◆ Dataset records ◆
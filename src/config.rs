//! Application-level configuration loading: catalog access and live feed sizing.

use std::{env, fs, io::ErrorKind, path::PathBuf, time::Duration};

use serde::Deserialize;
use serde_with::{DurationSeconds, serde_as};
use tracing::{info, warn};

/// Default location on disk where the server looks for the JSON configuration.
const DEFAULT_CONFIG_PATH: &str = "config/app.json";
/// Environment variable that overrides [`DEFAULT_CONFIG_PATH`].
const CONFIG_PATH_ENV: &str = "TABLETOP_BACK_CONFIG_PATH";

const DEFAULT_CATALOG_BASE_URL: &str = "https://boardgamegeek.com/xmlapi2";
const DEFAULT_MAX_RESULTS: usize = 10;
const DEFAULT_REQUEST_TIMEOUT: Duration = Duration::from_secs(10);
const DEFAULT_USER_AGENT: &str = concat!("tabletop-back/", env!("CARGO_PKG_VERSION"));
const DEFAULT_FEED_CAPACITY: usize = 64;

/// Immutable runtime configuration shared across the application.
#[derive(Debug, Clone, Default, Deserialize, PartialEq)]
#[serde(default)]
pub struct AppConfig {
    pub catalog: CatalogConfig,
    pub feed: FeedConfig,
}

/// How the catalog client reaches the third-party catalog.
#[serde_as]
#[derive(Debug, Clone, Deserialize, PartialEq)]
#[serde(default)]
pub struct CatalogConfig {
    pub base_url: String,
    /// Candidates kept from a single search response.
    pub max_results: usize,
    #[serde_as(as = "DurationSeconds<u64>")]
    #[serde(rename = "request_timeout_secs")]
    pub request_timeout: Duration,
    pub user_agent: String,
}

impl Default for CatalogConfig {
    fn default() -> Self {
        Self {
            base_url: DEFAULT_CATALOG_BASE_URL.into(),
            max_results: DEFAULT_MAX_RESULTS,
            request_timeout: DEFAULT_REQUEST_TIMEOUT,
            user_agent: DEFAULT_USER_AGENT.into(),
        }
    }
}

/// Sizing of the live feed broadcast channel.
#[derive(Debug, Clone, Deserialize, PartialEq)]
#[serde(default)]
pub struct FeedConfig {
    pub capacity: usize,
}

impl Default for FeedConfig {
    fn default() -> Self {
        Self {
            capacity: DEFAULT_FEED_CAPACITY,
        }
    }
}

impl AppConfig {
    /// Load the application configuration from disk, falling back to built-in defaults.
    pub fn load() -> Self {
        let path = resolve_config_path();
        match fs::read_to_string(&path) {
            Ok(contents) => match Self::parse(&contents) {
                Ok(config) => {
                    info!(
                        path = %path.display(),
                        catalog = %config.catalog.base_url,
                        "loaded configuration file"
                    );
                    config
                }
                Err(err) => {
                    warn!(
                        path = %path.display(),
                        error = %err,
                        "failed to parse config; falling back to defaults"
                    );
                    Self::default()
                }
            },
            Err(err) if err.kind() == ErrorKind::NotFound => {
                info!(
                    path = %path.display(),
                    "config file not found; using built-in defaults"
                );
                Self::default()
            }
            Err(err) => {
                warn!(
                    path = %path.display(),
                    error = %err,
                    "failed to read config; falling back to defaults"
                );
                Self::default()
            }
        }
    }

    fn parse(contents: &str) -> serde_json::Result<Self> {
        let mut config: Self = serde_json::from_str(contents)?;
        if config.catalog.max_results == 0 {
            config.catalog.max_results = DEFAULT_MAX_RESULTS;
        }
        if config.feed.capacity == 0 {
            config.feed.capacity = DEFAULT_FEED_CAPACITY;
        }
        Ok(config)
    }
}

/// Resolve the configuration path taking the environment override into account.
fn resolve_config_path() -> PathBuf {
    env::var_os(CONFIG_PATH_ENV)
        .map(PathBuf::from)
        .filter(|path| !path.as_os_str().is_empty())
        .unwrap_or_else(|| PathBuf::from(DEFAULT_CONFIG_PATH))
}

---

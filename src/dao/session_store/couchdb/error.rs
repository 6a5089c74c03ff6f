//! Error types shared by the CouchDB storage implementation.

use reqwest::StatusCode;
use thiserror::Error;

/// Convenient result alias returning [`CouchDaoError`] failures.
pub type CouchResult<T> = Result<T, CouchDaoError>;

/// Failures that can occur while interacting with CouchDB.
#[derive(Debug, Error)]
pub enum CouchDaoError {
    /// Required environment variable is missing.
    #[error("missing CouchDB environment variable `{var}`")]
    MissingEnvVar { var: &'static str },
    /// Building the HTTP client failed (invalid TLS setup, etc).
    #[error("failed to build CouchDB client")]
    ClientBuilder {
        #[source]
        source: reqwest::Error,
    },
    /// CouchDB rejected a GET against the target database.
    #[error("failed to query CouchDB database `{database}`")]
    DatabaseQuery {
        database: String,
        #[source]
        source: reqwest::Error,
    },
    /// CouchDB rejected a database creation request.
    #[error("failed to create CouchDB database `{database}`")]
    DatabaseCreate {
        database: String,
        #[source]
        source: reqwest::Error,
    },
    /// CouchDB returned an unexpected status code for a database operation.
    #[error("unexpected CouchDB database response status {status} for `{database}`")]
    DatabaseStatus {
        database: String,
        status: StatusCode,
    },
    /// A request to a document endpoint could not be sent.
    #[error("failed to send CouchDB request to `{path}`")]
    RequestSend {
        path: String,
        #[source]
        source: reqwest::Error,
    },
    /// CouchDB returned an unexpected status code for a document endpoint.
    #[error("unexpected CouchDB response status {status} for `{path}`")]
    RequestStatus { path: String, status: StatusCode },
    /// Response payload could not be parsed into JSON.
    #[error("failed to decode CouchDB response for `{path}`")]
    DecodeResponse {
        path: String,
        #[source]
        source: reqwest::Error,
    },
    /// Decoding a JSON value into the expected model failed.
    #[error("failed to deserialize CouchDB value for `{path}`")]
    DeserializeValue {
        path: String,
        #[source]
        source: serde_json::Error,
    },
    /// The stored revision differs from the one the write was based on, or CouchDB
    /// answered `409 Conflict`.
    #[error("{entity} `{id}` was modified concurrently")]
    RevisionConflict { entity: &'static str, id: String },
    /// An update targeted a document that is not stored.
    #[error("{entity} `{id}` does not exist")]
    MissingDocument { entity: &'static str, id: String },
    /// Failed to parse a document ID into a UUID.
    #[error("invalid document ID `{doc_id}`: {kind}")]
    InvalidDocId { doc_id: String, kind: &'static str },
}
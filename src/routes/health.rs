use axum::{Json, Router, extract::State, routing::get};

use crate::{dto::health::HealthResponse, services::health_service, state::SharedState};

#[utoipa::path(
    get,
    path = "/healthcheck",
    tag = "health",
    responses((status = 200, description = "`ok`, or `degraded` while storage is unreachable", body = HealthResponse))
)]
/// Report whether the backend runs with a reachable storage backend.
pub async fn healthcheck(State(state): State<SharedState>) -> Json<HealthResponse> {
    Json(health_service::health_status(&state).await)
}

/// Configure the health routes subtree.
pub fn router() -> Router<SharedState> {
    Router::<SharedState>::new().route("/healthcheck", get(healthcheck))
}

---

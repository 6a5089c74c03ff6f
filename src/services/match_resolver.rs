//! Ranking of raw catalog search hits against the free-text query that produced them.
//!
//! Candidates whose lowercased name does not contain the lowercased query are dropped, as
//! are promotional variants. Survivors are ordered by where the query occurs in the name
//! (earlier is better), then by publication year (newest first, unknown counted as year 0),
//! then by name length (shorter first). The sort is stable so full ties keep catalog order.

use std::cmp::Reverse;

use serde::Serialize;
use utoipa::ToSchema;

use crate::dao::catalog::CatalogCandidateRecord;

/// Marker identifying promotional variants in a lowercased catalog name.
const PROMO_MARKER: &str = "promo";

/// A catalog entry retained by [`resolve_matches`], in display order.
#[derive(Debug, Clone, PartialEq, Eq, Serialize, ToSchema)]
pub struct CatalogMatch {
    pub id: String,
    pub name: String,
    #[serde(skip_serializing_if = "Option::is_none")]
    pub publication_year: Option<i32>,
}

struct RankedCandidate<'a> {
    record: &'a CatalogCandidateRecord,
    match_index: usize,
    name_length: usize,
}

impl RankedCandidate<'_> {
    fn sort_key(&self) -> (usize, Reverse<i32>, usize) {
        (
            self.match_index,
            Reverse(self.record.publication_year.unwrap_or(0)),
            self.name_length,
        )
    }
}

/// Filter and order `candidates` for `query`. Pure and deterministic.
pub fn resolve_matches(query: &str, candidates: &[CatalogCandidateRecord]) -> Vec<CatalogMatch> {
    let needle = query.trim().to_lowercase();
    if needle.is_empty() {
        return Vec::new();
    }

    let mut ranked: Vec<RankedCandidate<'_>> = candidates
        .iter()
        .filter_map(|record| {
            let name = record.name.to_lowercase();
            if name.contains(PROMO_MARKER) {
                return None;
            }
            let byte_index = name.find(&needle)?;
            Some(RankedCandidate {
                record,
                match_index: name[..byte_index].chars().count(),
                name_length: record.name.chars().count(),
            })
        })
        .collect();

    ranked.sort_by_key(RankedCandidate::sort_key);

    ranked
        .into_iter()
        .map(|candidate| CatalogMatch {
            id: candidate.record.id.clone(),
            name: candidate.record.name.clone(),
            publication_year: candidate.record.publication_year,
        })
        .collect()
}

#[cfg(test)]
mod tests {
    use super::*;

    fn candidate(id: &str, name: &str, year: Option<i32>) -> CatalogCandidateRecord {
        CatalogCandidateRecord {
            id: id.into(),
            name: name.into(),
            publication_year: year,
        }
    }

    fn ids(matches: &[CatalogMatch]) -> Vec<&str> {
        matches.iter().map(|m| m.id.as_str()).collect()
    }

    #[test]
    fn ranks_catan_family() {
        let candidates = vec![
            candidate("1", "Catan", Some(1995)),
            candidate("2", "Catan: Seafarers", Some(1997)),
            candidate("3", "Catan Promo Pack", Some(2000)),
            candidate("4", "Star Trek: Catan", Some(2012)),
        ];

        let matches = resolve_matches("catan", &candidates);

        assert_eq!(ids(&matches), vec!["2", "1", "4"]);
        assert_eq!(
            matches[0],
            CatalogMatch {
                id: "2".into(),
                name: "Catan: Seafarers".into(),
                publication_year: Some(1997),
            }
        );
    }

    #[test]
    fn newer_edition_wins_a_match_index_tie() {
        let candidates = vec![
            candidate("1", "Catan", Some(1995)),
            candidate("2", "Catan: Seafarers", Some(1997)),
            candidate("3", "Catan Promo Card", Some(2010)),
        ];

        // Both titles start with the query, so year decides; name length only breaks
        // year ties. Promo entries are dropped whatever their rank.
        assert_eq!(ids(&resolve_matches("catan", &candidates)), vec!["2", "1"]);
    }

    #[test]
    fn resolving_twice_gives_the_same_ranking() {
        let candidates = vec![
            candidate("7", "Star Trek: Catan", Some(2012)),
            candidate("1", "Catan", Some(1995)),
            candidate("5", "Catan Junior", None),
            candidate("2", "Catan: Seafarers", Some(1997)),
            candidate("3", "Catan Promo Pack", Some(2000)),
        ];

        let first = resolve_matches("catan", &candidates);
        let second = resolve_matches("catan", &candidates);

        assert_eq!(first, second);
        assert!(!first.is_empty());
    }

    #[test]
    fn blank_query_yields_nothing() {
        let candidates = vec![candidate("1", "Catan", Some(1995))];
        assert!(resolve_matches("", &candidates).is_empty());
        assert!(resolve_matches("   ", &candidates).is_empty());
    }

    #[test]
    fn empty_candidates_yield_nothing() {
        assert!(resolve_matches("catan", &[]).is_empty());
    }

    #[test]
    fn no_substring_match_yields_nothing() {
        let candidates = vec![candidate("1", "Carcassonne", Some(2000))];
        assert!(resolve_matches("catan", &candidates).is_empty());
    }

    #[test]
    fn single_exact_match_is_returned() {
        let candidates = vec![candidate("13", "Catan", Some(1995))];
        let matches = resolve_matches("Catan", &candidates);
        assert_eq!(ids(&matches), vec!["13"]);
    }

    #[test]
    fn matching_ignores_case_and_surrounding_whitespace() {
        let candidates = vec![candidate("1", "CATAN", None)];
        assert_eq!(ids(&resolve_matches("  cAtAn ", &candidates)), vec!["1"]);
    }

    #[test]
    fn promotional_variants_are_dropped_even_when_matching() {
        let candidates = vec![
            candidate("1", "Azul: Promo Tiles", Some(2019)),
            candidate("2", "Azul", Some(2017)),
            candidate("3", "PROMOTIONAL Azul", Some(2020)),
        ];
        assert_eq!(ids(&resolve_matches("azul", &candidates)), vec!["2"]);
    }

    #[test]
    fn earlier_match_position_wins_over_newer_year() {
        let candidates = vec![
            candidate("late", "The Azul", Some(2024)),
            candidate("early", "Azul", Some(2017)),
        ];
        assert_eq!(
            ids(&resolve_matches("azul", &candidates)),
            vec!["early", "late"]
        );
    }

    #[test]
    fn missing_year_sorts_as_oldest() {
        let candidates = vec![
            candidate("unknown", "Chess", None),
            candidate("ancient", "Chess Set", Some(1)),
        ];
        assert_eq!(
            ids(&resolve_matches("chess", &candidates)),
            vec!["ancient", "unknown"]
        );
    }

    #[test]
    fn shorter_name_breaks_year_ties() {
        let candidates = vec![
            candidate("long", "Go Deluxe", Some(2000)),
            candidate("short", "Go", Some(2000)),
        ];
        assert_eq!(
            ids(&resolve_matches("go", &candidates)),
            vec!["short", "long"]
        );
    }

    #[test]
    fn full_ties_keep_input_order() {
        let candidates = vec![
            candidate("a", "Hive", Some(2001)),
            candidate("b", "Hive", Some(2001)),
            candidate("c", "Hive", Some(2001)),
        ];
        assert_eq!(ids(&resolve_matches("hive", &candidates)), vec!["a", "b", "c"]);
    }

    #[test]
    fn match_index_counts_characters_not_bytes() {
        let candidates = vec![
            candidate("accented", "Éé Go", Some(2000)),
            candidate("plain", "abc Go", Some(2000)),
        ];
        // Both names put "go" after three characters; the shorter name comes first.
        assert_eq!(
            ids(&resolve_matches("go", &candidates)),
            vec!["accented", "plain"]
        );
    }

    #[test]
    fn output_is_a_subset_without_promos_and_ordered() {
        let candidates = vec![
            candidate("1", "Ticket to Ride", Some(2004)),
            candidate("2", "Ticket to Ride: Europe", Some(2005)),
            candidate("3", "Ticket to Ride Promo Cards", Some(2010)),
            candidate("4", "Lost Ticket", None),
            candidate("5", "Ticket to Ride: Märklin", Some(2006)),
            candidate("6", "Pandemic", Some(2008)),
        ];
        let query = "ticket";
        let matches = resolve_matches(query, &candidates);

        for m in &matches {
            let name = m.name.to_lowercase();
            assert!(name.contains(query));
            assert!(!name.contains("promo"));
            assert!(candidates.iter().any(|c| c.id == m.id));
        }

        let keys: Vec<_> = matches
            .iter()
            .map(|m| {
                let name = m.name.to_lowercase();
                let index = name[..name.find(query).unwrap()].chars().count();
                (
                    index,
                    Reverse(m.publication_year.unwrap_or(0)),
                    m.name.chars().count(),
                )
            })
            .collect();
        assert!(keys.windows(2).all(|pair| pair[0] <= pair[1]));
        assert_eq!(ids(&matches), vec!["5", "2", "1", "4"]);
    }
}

◆ Aim of the task ◆
From the records, copy every line that has the string "does" in it.

◆ Response ◆
    #[error("{entity} `{id}` does not exist")]
//! Candidates whose lowercased name does not contain the lowercased query are dropped, as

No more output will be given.